Why is the rationale of forcing passengers to check-in dangerous items?
To stop people using them as weapons to hijack the plane.
What makes liquids and gels more dangerous in the cabin?
There was a terrorist plot in which suicide bombers would blow up planes using liquid explosives disguised as soft drinks. Of course, somebody could try to put such a bomb in checked luggage but that would require some sort of timer and detonator, which would likely be spotted when the luggage is X-rayed. So the specific concern is that a bomb could be assembled and detonated in the cabin using only innocent-looking liquids and other items.
Why would a li-ion battery be less dangerous as check-in luggage?
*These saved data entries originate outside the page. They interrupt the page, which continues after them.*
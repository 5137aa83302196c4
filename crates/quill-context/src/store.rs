//! Persisted key/value store backing context assembly and hotkey actions.
//!
//! A flat string-to-string mapping kept in a JSON file. Every mutation is
//! flushed immediately; there is no batching. The file is single-writer:
//! running more than one process instance against it is unsupported.

use std::collections::BTreeMap;
use std::path::{Path, PathBuf};
use std::sync::Mutex;

use quill_core::error::{QuillError, Result};

/// String-to-string mapping persisted as JSON.
pub struct KeyValueStore {
    path: PathBuf,
    entries: Mutex<BTreeMap<String, String>>,
}

impl KeyValueStore {
    /// Open a store backed by `path`, seeding from the file if it exists.
    ///
    /// A missing or malformed file is treated as an empty store.
    pub fn open(path: impl Into<PathBuf>) -> Self {
        let path = path.into();
        let entries = load_entries(&path);
        Self {
            path,
            entries: Mutex::new(entries),
        }
    }

    /// Truncate the store to `{}`, in memory and on disk.
    ///
    /// Called once at process start so each run begins with known-clean data.
    pub fn clear(&self) -> Result<()> {
        let mut entries = self.lock()?;
        entries.clear();
        self.flush(&entries)
    }

    /// Insert or replace one entry and flush. Non-destructive: every other
    /// entry is left unchanged.
    pub fn set(&self, key: impl Into<String>, value: impl Into<String>) -> Result<()> {
        let mut entries = self.lock()?;
        entries.insert(key.into(), value.into());
        self.flush(&entries)
    }

    /// Look up one entry.
    pub fn get(&self, key: &str) -> Option<String> {
        self.lock().ok().and_then(|e| e.get(key).cloned())
    }

    /// A snapshot of the whole mapping.
    pub fn snapshot(&self) -> BTreeMap<String, String> {
        self.lock().map(|e| e.clone()).unwrap_or_default()
    }

    /// The mapping serialized as compact JSON, for system framing.
    pub fn serialized(&self) -> String {
        let snapshot = self.snapshot();
        serde_json::to_string(&snapshot).unwrap_or_else(|_| "{}".to_string())
    }

    pub fn len(&self) -> usize {
        self.lock().map(|e| e.len()).unwrap_or(0)
    }

    pub fn is_empty(&self) -> bool {
        self.len() == 0
    }

    fn lock(&self) -> Result<std::sync::MutexGuard<'_, BTreeMap<String, String>>> {
        self.entries
            .lock()
            .map_err(|e| QuillError::Store(format!("Store mutex poisoned: {}", e)))
    }

    fn flush(&self, entries: &BTreeMap<String, String>) -> Result<()> {
        if let Some(parent) = self.path.parent() {
            std::fs::create_dir_all(parent)?;
        }
        let content = serde_json::to_string_pretty(entries)?;
        std::fs::write(&self.path, content)?;
        Ok(())
    }
}

fn load_entries(path: &Path) -> BTreeMap<String, String> {
    match std::fs::read_to_string(path) {
        Ok(content) => match serde_json::from_str(&content) {
            Ok(entries) => entries,
            Err(e) => {
                tracing::warn!(path = %path.display(), error = %e, "Malformed data file; starting empty");
                BTreeMap::new()
            }
        },
        Err(_) => BTreeMap::new(),
    }
}
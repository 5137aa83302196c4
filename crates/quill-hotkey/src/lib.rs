//! Quill hotkey crate - OS hotkey binding and the dynamic hotkey registry.
//!
//! The registry owns every OS-level binding. Rebinding a combination is an
//! atomic remove-then-add inside the registry, never left to callers, so a
//! stale handler can never stay live after its combination is reused.

pub mod binder;
pub mod registry;

pub use binder::{BindingId, GlobalHotkeyBinder, HotkeyBinder, MockBinder};
pub use registry::{ActionType, HotkeyBinding, HotkeyRegistry, UpdateOutcome};
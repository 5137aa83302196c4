use thiserror::Error;

/// Top-level error type for the Quill system.
///
/// Each variant wraps a subsystem-specific error. Subsystem crates return
/// `Result<T>` and propagate with the `?` operator; crate boundaries stay
/// seamless because everything converges on this one enum.
#[derive(Debug, Error)]
#[non_exhaustive]
pub enum QuillError {
    #[error("Configuration error: {0}")]
    Config(String),

    #[error("Session error: {0}")]
    Session(String),

    #[error("Transcription error: {0}")]
    Transcription(String),

    #[error("Hotkey error: {0}")]
    Hotkey(String),

    #[error("Store error: {0}")]
    Store(String),

    #[error("Retrieval error: {0}")]
    Retrieval(String),

    #[error("Completion error: {0}")]
    Completion(String),

    #[error("Output error: {0}")]
    Output(String),

    #[error("I/O error: {0}")]
    Io(#[from] std::io::Error),

    #[error("Serialization error: {0}")]
    Serialization(String),
}

impl From<serde_json::Error> for QuillError {
    fn from(err: serde_json::Error) -> Self {
        QuillError::Serialization(err.to_string())
    }
}

/// A specialized `Result` type for Quill operations.
pub type Result<T> = std::result::Result<T, QuillError>;

#[cfg(test)]
mod tests {
    use super::*;

    #[test]
    fn test_error_display() {
        let err = QuillError::Config("missing field".to_string());
        assert_eq!(err.to_string(), "Configuration error: missing field");
    }

    #[test]
    fn test_io_error_conversion() {
        let io_err = std::io::Error::new(std::io::ErrorKind::NotFound, "file not found");
        let err: QuillError = io_err.into();
        assert!(matches!(err, QuillError::Io(_)));
        assert!(err.to_string().contains("file not found"));
    }

    #[test]
    fn test_error_from_serde_json() {
        let bad_json = "{ invalid json }";
        let parsed: std::result::Result<serde_json::Value, _> = serde_json::from_str(bad_json);
        let err: QuillError = parsed.unwrap_err().into();
        assert!(matches!(err, QuillError::Serialization(_)));
    }

    #[test]
    fn test_error_display_per_subsystem() {
        let cases: Vec<(QuillError, &str)> = vec![
            (
                QuillError::Session("worker died".to_string()),
                "Session error: worker died",
            ),
            (
                QuillError::Transcription("engine timeout".to_string()),
                "Transcription error: engine timeout",
            ),
            (
                QuillError::Hotkey("bad combination".to_string()),
                "Hotkey error: bad combination",
            ),
            (
                QuillError::Store("write failed".to_string()),
                "Store error: write failed",
            ),
            (
                QuillError::Retrieval("index empty".to_string()),
                "Retrieval error: index empty",
            ),
            (
                QuillError::Completion("service unavailable".to_string()),
                "Completion error: service unavailable",
            ),
            (
                QuillError::Output("keystroke rejected".to_string()),
                "Output error: keystroke rejected",
            ),
        ];

        for (error, expected) in cases {
            assert_eq!(error.to_string(), expected);
        }
    }

    #[test]
    fn test_result_type_with_question_mark() {
        fn inner() -> Result<String> {
            let io_result: std::result::Result<i32, std::io::Error> = Ok(42);
            let _value = io_result?;
            Ok("success".to_string())
        }

        assert_eq!(inner().unwrap(), "success");
    }
}
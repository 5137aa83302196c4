//! Quill application binary - composition root.
//!
//! Ties the Quill crates together into a single executable:
//! 1. Load configuration from JSON
//! 2. Truncate the key/value data store for this run
//! 3. Open the hotkey registry (seeded from the persisted definitions)
//!    and bind the built-in trigger combinations
//! 4. Wire the session manager, context assembler, and dispatcher
//! 5. Poll the OS hotkey receiver and route presses into the dispatcher
//!
//! The speech-to-text engine and the completion service are external
//! collaborators; this binary wires placeholder implementations that log
//! and degrade to "no result" until real engines are plugged in.

use std::path::PathBuf;
use std::sync::Arc;

use async_trait::async_trait;

use quill_core::config::{QuillConfig, TranscriptionConfig};
use quill_core::error::{QuillError, Result};

use quill_context::assembler::ContextAssembler;
use quill_context::clipboard::ClipboardAccess;
use quill_context::completion::{CompletionRequest, CompletionService};
use quill_context::retrieval::{HashedEmbedding, MemoryRetriever, Retriever};
use quill_context::store::KeyValueStore;
use quill_dispatch::dispatcher::OutputSinks;
use quill_dispatch::output::{EnigoKeystrokes, LoggingSpeaker, SilentChime, SystemClipboard};
use quill_dispatch::{AppContext, Dispatcher};
use quill_hotkey::binder::{GlobalHotkeyBinder, HotkeyBinder};
use quill_hotkey::registry::HotkeyRegistry;
use quill_session::manager::{SessionManager, Transcriber};
use quill_session::status::StatusChannel;
use quill_session::token::CancellationToken;

/// Placeholder transcriber: no audio engine is wired in, so every session
/// completes with no result.
struct UnconfiguredTranscriber;

impl Transcriber for UnconfiguredTranscriber {
    fn transcribe(
        &self,
        _config: &TranscriptionConfig,
        _status: &StatusChannel,
        _cancel: &CancellationToken,
    ) -> Result<Option<String>> {
        tracing::warn!("No transcription engine configured; session yields no text");
        Ok(None)
    }
}

/// Placeholder completion service: fails the call, which the dispatcher
/// degrades to a null result.
struct UnconfiguredCompletion;

#[async_trait]
impl CompletionService for UnconfiguredCompletion {
    async fn complete(&self, _request: CompletionRequest) -> Result<String> {
        Err(QuillError::Completion(
            "No completion service configured".to_string(),
        ))
    }
}

/// Resolve the data directory (QUILL_HOME env, or ~/.quill).
fn data_dir() -> PathBuf {
    if let Ok(dir) = std::env::var("QUILL_HOME") {
        return PathBuf::from(dir);
    }
    if let Ok(home) = std::env::var("HOME") {
        return PathBuf::from(home).join(".quill");
    }
    #[cfg(target_os = "windows")]
    if let Ok(home) = std::env::var("USERPROFILE") {
        return PathBuf::from(home).join(".quill");
    }
    PathBuf::from(".quill")
}

/// Resolve the config file path (QUILL_CONFIG env, or <data_dir>/config.json).
fn config_path(data_dir: &std::path::Path) -> PathBuf {
    if let Ok(p) = std::env::var("QUILL_CONFIG") {
        return PathBuf::from(p);
    }
    data_dir.join("config.json")
}

#[tokio::main]
async fn main() -> std::result::Result<(), Box<dyn std::error::Error>> {
    // Tracing.
    tracing_subscriber::fmt()
        .with_env_filter(
            tracing_subscriber::EnvFilter::try_from_default_env()
                .unwrap_or_else(|_| tracing_subscriber::EnvFilter::new("info")),
        )
        .init();

    tracing::info!("Starting Quill v{}", env!("CARGO_PKG_VERSION"));

    // Config.
    let data_dir = data_dir();
    std::fs::create_dir_all(&data_dir)?;
    let config_file = config_path(&data_dir);
    let config = QuillConfig::load_or_default(&config_file);
    tracing::info!(path = %config_file.display(), "Configuration loaded");
    tracing::info!(
        engine = if config.transcription.use_api { "remote API" } else { "local model" },
        mode = ?config.transcription.recording_mode,
        "Transcription settings"
    );
    tracing::info!(combination = %config.hotkeys.activation, "Activation hotkey");

    // Key/value store, truncated so each run starts with known-clean data.
    let store = Arc::new(KeyValueStore::open(data_dir.join("data.json")));
    store.clear()?;

    // Hotkey registry, seeded from the persisted definitions.
    let binder: Arc<dyn HotkeyBinder> = Arc::new(GlobalHotkeyBinder::new()?);
    let registry = Arc::new(HotkeyRegistry::open(
        data_dir.join("hotkeys.json"),
        Arc::clone(&binder),
    ));

    // Built-in trigger combinations.
    for combination in [
        config.hotkeys.activation.as_str(),
        config.hotkeys.secondary_activation.as_str(),
        config.hotkeys.cancel.as_str(),
        config.hotkeys.cancel_alt.as_str(),
        config.hotkeys.clipboard_dispatch.as_str(),
        config.hotkeys.hands_free.as_str(),
    ] {
        if let Err(e) = registry.bind_combination(combination) {
            tracing::warn!(combination = %combination, error = %e, "Failed to bind trigger");
        }
    }

    // Session manager over the (placeholder) transcription engine.
    let status = StatusChannel::new();
    let sessions = Arc::new(SessionManager::new(
        config.transcription.clone(),
        config.output.clone(),
        Arc::new(UnconfiguredTranscriber),
        status,
    ));

    // Retrieval, store, and context assembly.
    let retriever: Arc<dyn Retriever> = Arc::new(MemoryRetriever::new(HashedEmbedding::new()));
    let clipboard: Arc<dyn ClipboardAccess> = Arc::new(SystemClipboard::new());
    let assembler = Arc::new(ContextAssembler::new(
        Arc::clone(&store),
        Arc::clone(&retriever),
        Arc::clone(&clipboard),
    ));
    let app = Arc::new(AppContext::new(
        config.completion.model.clone(),
        Arc::clone(&retriever),
        Arc::clone(&store),
    ));

    // Output sinks.
    let sinks = OutputSinks {
        keys: Arc::new(EnigoKeystrokes::new()?),
        speaker: Arc::new(LoggingSpeaker),
        chime: Arc::new(SilentChime),
    };

    let dispatcher = Arc::new(Dispatcher::new(
        config,
        sessions,
        Arc::clone(&registry),
        assembler,
        app,
        Arc::new(UnconfiguredCompletion),
        clipboard,
        sinks,
    ));

    // Hotkey event loop. Each press runs its handler to completion before
    // the next poll, so a combination never fires re-entrantly.
    let runtime = tokio::runtime::Handle::current();
    let loop_registry = Arc::clone(&registry);
    let loop_dispatcher = Arc::clone(&dispatcher);
    tokio::task::spawn_blocking(move || loop {
        if let Some(id) = binder.try_recv() {
            let trigger = loop_registry
                .combination_for(id)
                .and_then(|combo| loop_dispatcher.trigger_for(&combo));
            match trigger {
                Some(trigger) => {
                    tracing::debug!(?trigger, "Hotkey pressed");
                    runtime.block_on(loop_dispatcher.fire(trigger));
                }
                None => tracing::debug!(id = id.0, "Press for unknown binding ignored"),
            }
        }
        std::thread::sleep(std::time::Duration::from_millis(50));
    });

    tracing::info!("Listening for hotkeys. Press Ctrl+C to quit.");
    tokio::signal::ctrl_c().await?;
    tracing::info!("Shutting down");
    Ok(())
}
//! Text-completion service seam.
//!
//! The network client is outside this crate; implementations receive the
//! fully assembled request and return the model's reply, bounded by the
//! fixed `max_tokens` budget.

use async_trait::async_trait;

use quill_core::error::Result;

/// One fully framed completion call.
#[derive(Debug, Clone)]
pub struct CompletionRequest {
    /// Retrieved chunks joined by blank lines.
    pub system_context: String,
    /// The persisted key/value store, serialized as JSON.
    pub store_json: String,
    /// The (substituted) user text.
    pub query: String,
    pub model: String,
    /// Fixed response budget, configured once at startup.
    pub max_tokens: u32,
}

/// Completion collaborator seam.
#[async_trait]
pub trait CompletionService: Send + Sync {
    async fn complete(&self, request: CompletionRequest) -> Result<String>;
}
Wouldn't that even be more dangerous when you put lots of batteries in the cabin, since one could catch fire and spread to all other batteries where passengers are?
Lithium batteries are more dangerous in check-in luggage.
How would the fire spread between batteries in the passenger compartment, unless the whole cabin is on fire? Your laptop isn't suddenly going to start burning just because my cell phone has caught fire in the seat next to you.
If a battery fire starts in the cabin, somebody will notice before it sets much else on fire. They can then put the fire out. The standard technique, I believe, is to drop it in a bucket of water, which removes all the heat from the system, as well as starving it of oxygen. Everybody lives to tell the tale.
In contrast, if a battery fire starts in the cargo hold, it's in an area that's densely packed with flammable things such as clothing. That means that, by the time the fire is detected, it is probably quite big. Further, the only way to fight such a fire is with a general fire suppression system that tries to starve the entire hold of oxygen. That doesn't remove the heat so, even if it puts the fire out, it's possible that the still overheated battery will reignite the fire. This is an extremely dangerous situation that could well kill everybody.